WORK INSTRUCTION:
For the data below, say how many lines contain "GatewayError". Only the number should be given.

INFORMATION SHOWN:

* * *

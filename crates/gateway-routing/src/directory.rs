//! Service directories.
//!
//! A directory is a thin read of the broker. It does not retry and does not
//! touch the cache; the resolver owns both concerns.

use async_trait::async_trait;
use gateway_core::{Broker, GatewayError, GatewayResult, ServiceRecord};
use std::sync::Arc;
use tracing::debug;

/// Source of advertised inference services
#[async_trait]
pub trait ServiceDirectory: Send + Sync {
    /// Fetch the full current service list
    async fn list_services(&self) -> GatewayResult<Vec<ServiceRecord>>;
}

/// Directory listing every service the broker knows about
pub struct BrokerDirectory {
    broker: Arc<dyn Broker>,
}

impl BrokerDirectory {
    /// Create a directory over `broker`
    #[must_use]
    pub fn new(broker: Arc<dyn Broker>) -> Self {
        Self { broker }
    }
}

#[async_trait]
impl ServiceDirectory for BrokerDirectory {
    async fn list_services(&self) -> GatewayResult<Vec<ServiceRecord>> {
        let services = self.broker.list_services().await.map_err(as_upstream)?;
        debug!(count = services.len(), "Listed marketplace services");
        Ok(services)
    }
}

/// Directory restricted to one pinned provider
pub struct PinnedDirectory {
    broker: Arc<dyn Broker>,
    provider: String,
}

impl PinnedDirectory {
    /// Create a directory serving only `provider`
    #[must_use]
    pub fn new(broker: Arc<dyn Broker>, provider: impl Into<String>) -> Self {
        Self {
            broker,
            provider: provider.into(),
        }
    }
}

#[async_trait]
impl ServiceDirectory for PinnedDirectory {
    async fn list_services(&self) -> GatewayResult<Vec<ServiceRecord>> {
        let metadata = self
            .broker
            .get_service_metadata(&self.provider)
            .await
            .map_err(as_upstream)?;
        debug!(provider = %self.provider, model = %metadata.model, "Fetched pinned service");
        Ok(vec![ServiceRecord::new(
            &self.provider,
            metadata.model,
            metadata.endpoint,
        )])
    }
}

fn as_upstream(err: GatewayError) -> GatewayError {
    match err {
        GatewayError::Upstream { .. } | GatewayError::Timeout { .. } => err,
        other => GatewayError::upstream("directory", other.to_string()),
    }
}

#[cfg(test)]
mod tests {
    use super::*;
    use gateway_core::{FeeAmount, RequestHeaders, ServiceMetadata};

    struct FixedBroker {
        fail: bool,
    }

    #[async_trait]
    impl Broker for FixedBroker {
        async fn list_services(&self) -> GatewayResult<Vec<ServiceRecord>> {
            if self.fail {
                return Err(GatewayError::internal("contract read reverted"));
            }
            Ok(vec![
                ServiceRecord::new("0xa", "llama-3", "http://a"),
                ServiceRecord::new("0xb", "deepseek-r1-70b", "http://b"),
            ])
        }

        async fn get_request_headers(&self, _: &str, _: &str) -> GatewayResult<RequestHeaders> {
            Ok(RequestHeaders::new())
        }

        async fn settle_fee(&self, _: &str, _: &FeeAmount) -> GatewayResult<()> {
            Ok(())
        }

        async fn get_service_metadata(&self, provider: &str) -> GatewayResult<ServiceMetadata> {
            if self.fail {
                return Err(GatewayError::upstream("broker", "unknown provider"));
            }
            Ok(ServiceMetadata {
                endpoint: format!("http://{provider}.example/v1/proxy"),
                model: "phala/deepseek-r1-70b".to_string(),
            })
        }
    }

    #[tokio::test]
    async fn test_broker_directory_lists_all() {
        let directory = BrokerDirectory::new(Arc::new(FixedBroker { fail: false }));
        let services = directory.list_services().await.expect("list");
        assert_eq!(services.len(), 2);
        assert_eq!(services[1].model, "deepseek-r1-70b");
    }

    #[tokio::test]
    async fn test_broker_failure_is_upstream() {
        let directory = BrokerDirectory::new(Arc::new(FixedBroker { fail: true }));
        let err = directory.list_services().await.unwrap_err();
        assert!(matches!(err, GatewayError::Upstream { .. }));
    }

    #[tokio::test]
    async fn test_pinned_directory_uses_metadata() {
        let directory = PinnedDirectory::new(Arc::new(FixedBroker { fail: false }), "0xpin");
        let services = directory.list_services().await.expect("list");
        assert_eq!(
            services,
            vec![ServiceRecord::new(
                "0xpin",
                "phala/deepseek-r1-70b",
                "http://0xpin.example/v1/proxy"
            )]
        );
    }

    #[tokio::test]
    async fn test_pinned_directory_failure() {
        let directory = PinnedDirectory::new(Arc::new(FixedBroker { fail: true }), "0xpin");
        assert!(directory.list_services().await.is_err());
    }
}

* * *

EXERCISE RESULT:
7